There is an upside for Mercedes in all this as next season they’ll have more wind tunnel time to work on improving the car.

Third in the Constructors’ Championship, 53 points behind Ferrari with three races remaining, they’ll have more aerodynamic development time than Red Bull who won the Constructors’ and most likely more than Ferrari barring a miracle for Mercedes going hand-in-hand with a disaster for the Scuderia.

As of last year that is decided on a sliding scale with the best-placed team permitted less time than the other nine teams.

That means Mercedes are set to have 14 per cent more time than Red Bull, while last season it was Mercedes who had less than their rivals having won the 2021 teams’ trophy.

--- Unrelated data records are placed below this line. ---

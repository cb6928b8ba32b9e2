use serde_json::json;

use crate::common::{TestApp, routes};

async fn reviewed_title(app: &TestApp) -> (i32, i32) {
    let admin = app
        .create_user_with_role("admin", "admin@example.com", "admin")
        .await;
    let alice = app
        .create_authenticated_user("alice", "alice@example.com")
        .await;
    let title_id = app.create_title(&admin, "Solaris").await;
    let review_id = app.create_review(title_id, &alice, 8).await;
    (title_id, review_id)
}

mod creation {
    use super::*;

    #[tokio::test]
    async fn authenticated_user_comments_on_a_review() {
        let app = TestApp::spawn().await;
        let (title_id, review_id) = reviewed_title(&app).await;
        let bob = app.create_authenticated_user("bob", "bob@example.com").await;

        let res = app
            .post_with_token(
                &routes::comments(title_id, review_id),
                &json!({"text": "Couldn't agree more."}),
                &bob,
            )
            .await;

        assert_eq!(res.status, 201);
        assert_eq!(res.body["author"], "bob");
        assert_eq!(res.body["text"], "Couldn't agree more.");
    }

    #[tokio::test]
    async fn requires_authentication_and_a_nonblank_text() {
        let app = TestApp::spawn().await;
        let (title_id, review_id) = reviewed_title(&app).await;

        let res = app
            .post_without_token(
                &routes::comments(title_id, review_id),
                &json!({"text": "Anonymous."}),
            )
            .await;
        assert_eq!(res.status, 401);

        let bob = app.create_authenticated_user("bob", "bob@example.com").await;
        let res = app
            .post_with_token(
                &routes::comments(title_id, review_id),
                &json!({"text": "   "}),
                &bob,
            )
            .await;
        assert_eq!(res.status, 400);
    }

    #[tokio::test]
    async fn no_uniqueness_rule_applies() {
        let app = TestApp::spawn().await;
        let (title_id, review_id) = reviewed_title(&app).await;
        let bob = app.create_authenticated_user("bob", "bob@example.com").await;

        app.create_comment(title_id, review_id, &bob).await;
        app.create_comment(title_id, review_id, &bob).await;

        let res = app
            .get_without_token(&routes::comments(title_id, review_id))
            .await;
        assert_eq!(res.status, 200);
        assert_eq!(res.body["pagination"]["total"], 2);
    }
}

mod permissions {
    use super::*;

    #[tokio::test]
    async fn stranger_cannot_modify_anothers_comment() {
        let app = TestApp::spawn().await;
        let (title_id, review_id) = reviewed_title(&app).await;
        let bob = app.create_authenticated_user("bob", "bob@example.com").await;
        let comment_id = app.create_comment(title_id, review_id, &bob).await;
        let stranger = app
            .create_authenticated_user("eve", "eve@example.com")
            .await;

        let res = app
            .patch_with_token(
                &routes::comment(title_id, review_id, comment_id),
                &json!({"text": "Hijacked."}),
                &stranger,
            )
            .await;
        assert_eq!(res.status, 403);

        let res = app
            .delete_with_token(&routes::comment(title_id, review_id, comment_id), &stranger)
            .await;
        assert_eq!(res.status, 403);
    }

    #[tokio::test]
    async fn author_moderator_and_admin_can_modify() {
        let app = TestApp::spawn().await;
        let (title_id, review_id) = reviewed_title(&app).await;
        let bob = app.create_authenticated_user("bob", "bob@example.com").await;
        let comment_id = app.create_comment(title_id, review_id, &bob).await;

        let res = app
            .patch_with_token(
                &routes::comment(title_id, review_id, comment_id),
                &json!({"text": "Edited by its author."}),
                &bob,
            )
            .await;
        assert_eq!(res.status, 200);
        assert_eq!(res.body["text"], "Edited by its author.");

        let moderator = app
            .create_user_with_role("mod", "mod@example.com", "moderator")
            .await;
        let res = app
            .patch_with_token(
                &routes::comment(title_id, review_id, comment_id),
                &json!({"text": "Moderated."}),
                &moderator,
            )
            .await;
        assert_eq!(res.status, 200);

        let admin = app.obtain_token("admin").await;
        let res = app
            .delete_with_token(&routes::comment(title_id, review_id, comment_id), &admin)
            .await;
        assert_eq!(res.status, 204);

        let res = app
            .get_without_token(&routes::comment(title_id, review_id, comment_id))
            .await;
        assert_eq!(res.status, 404);
    }
}

mod nesting {
    use super::*;

    #[tokio::test]
    async fn comments_list_in_publication_order() {
        let app = TestApp::spawn().await;
        let (title_id, review_id) = reviewed_title(&app).await;
        let bob = app.create_authenticated_user("bob", "bob@example.com").await;
        let carol = app
            .create_authenticated_user("carol", "carol@example.com")
            .await;

        app.create_comment(title_id, review_id, &bob).await;
        app.create_comment(title_id, review_id, &carol).await;

        let res = app
            .get_without_token(&routes::comments(title_id, review_id))
            .await;
        assert_eq!(res.status, 200);

        let data = res.body["data"].as_array().unwrap();
        assert_eq!(data[0]["author"], "bob");
        assert_eq!(data[1]["author"], "carol");
    }

    #[tokio::test]
    async fn lookups_are_scoped_to_the_nesting_chain() {
        let app = TestApp::spawn().await;
        let (title_id, review_id) = reviewed_title(&app).await;
        let bob = app.create_authenticated_user("bob", "bob@example.com").await;
        let comment_id = app.create_comment(title_id, review_id, &bob).await;

        let admin = app.obtain_token("admin").await;
        let other_title = app.create_title(&admin, "Stalker").await;
        let other_review = app.create_review(other_title, &bob, 6).await;

        // Right comment, wrong review in the path.
        let res = app
            .get_without_token(&routes::comment(other_title, other_review, comment_id))
            .await;
        assert_eq!(res.status, 404);

        // Right review, wrong title in the path.
        let res = app
            .get_without_token(&routes::comments(other_title, review_id))
            .await;
        assert_eq!(res.status, 404);
    }
}
use sea_orm::entity::prelude::*;
use serde::{Deserialize, Serialize};

#[sea_orm::model]
#[derive(Clone, Debug, PartialEq, Eq, DeriveEntityModel, Serialize, Deserialize)]
#[sea_orm(table_name = "review")]
pub struct Model {
    #[sea_orm(primary_key)]
    pub id: i32,

    #[sea_orm(column_type = "Text")]
    pub text: String,
    /// Bounded by the configured score range (default 1-10).
    pub score: i16,

    pub title_id: i32,
    #[sea_orm(belongs_to, from = "title_id", to = "id")]
    pub title: HasOne<super::title::Entity>,

    pub author_id: i32,
    #[sea_orm(belongs_to, from = "author_id", to = "id")]
    pub author: HasOne<super::user::Entity>,

    #[sea_orm(has_many)]
    pub comments: HasMany<super::comment::Entity>,

    // (author_id, title_id) is unique; the index is created in seed.rs
    // because schema-sync cannot express composite indexes.
    pub pub_date: DateTimeUtc,
}

impl ActiveModelBehavior for ActiveModel {}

Toto Wolff, Mercedes, walks up the stairs. Canada, June 2022.

“From that point, it was a significant disadvantage so far because all of 2021, we were the leading team and then we won the Constructors’ Championship,” said Wolff.

“So all of the first half of 2022 we had 7 per cent less wind tunnel time than the 18 months before of Red Bull and much less than Ferrari. Now it swings the other way around.

“Compared to Red Bull, we’re going to have 14 per cent more if we finish third, so that over time is exactly what the regulations were designed for, to give us the potential to eke the advantage out, to claw it back.”

Mercedes are going to need very big claws to go with their very small sidepods.

Although the Brackley squad has made inroads of late, leaps forward are still being followed by steps back.

In Singapore Hamilton came the closest he’s been all season to taking pole position, 0.044s away from P1. A week later in Japan he was almost a full second down. In Austin the gap was six-tenths.

The W13 is not a qualifying car, it falls short in single-lap pace but it does show better in races over a longer distance.

But even then Mercedes are still chasing win number one of the season, the team facing a first season without a P1 since 2011.

And even if/when Mercedes do it right they still have to take on the might of Red Bull, the Milton Keynes squad in a purple patch of note.

With 15 wins from 19 races it is inconceivable to think they won’t be as strong next season.

But if Mercedes unlock the car’s potential and performance, 2023 could be a season of Red Bull’s wings versus Mercedes’ zero-pods.